Provided data ::
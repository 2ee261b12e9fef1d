use clap::{Arg, ArgAction, ArgMatches, Command};
use std::path::PathBuf;

pub const ARG_FRONTEND_BASE_URL: &str = "frontend-base-url";
pub const ARG_PUBLIC_BASE_URL: &str = "public-base-url";
pub const ARG_CORS_ORIGIN: &str = "cors-origin";
pub const ARG_UPLOAD_DIR: &str = "upload-dir";
pub const ARG_MAX_UPLOAD_BYTES: &str = "max-upload-bytes";
pub const ARG_REGISTRATION_PREFIX: &str = "registration-prefix";
pub const ARG_SESSION_TTL_SECONDS: &str = "session-ttl-seconds";
pub const ARG_RESET_TOKEN_TTL_SECONDS: &str = "reset-token-ttl-seconds";

#[derive(Debug, Clone)]
pub struct Options {
    pub frontend_base_url: String,
    pub public_base_url: String,
    pub cors_origins: Vec<String>,
    pub upload_dir: PathBuf,
    pub max_upload_bytes: usize,
    pub registration_prefix: String,
    pub session_ttl_seconds: i64,
    pub reset_token_ttl_seconds: i64,
}

impl Options {
    /// Parse volunteer service arguments from matches.
    ///
    /// # Errors
    /// Returns an error if a required argument is missing.
    pub fn parse(matches: &ArgMatches) -> anyhow::Result<Self> {
        let string = |id: &str| -> anyhow::Result<String> {
            matches
                .get_one::<String>(id)
                .cloned()
                .ok_or_else(|| anyhow::anyhow!("missing required argument: --{id}"))
        };
        let seconds = |id: &str| -> anyhow::Result<i64> {
            matches
                .get_one::<i64>(id)
                .copied()
                .ok_or_else(|| anyhow::anyhow!("missing required argument: --{id}"))
        };

        Ok(Self {
            frontend_base_url: string(ARG_FRONTEND_BASE_URL)?,
            public_base_url: string(ARG_PUBLIC_BASE_URL)?,
            cors_origins: matches
                .get_many::<String>(ARG_CORS_ORIGIN)
                .map(|values| values.cloned().collect())
                .unwrap_or_default(),
            upload_dir: PathBuf::from(string(ARG_UPLOAD_DIR)?),
            max_upload_bytes: matches
                .get_one::<usize>(ARG_MAX_UPLOAD_BYTES)
                .copied()
                .ok_or_else(|| {
                    anyhow::anyhow!("missing required argument: --{ARG_MAX_UPLOAD_BYTES}")
                })?,
            registration_prefix: string(ARG_REGISTRATION_PREFIX)?,
            session_ttl_seconds: seconds(ARG_SESSION_TTL_SECONDS)?,
            reset_token_ttl_seconds: seconds(ARG_RESET_TOKEN_TTL_SECONDS)?,
        })
    }
}

#[must_use]
pub fn with_args(command: Command) -> Command {
    command
        .arg(
            Arg::new(ARG_FRONTEND_BASE_URL)
                .long(ARG_FRONTEND_BASE_URL)
                .help("Frontend base URL, used for CORS and password reset links")
                .env("VOLREG_FRONTEND_BASE_URL")
                .default_value("http://localhost:5173"),
        )
        .arg(
            Arg::new(ARG_PUBLIC_BASE_URL)
                .long(ARG_PUBLIC_BASE_URL)
                .help("Public base URL of this API, used to build uploaded document URLs")
                .env("VOLREG_PUBLIC_BASE_URL")
                .default_value("http://localhost:8080"),
        )
        .arg(
            Arg::new(ARG_CORS_ORIGIN)
                .long(ARG_CORS_ORIGIN)
                .help("Additional allowed CORS origin, may be repeated")
                .env("VOLREG_CORS_ORIGINS")
                .value_delimiter(',')
                .action(ArgAction::Append),
        )
        .arg(
            Arg::new(ARG_UPLOAD_DIR)
                .long(ARG_UPLOAD_DIR)
                .help("Directory where uploaded documents are stored")
                .env("VOLREG_UPLOAD_DIR")
                .default_value("uploads"),
        )
        .arg(
            Arg::new(ARG_MAX_UPLOAD_BYTES)
                .long(ARG_MAX_UPLOAD_BYTES)
                .help("Maximum request body size for registration uploads")
                .env("VOLREG_MAX_UPLOAD_BYTES")
                .default_value("10485760")
                .value_parser(clap::value_parser!(usize)),
        )
        .arg(
            Arg::new(ARG_REGISTRATION_PREFIX)
                .long(ARG_REGISTRATION_PREFIX)
                .help("Prefix of temporary registration numbers")
                .env("VOLREG_REGISTRATION_PREFIX")
                .default_value("ASF/FE"),
        )
        .arg(
            Arg::new(ARG_SESSION_TTL_SECONDS)
                .long(ARG_SESSION_TTL_SECONDS)
                .help("Lifetime of a login session in seconds")
                .env("VOLREG_SESSION_TTL_SECONDS")
                .default_value("604800")
                .value_parser(clap::value_parser!(i64).range(1..)),
        )
        .arg(
            Arg::new(ARG_RESET_TOKEN_TTL_SECONDS)
                .long(ARG_RESET_TOKEN_TTL_SECONDS)
                .help("Lifetime of a password reset token in seconds")
                .env("VOLREG_RESET_TOKEN_TTL_SECONDS")
                .default_value("900")
                .value_parser(clap::value_parser!(i64).range(1..)),
        )
}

Try it :: Answer with a number only. How many lines in the records include the word "password"?

Answer to this problem :: 2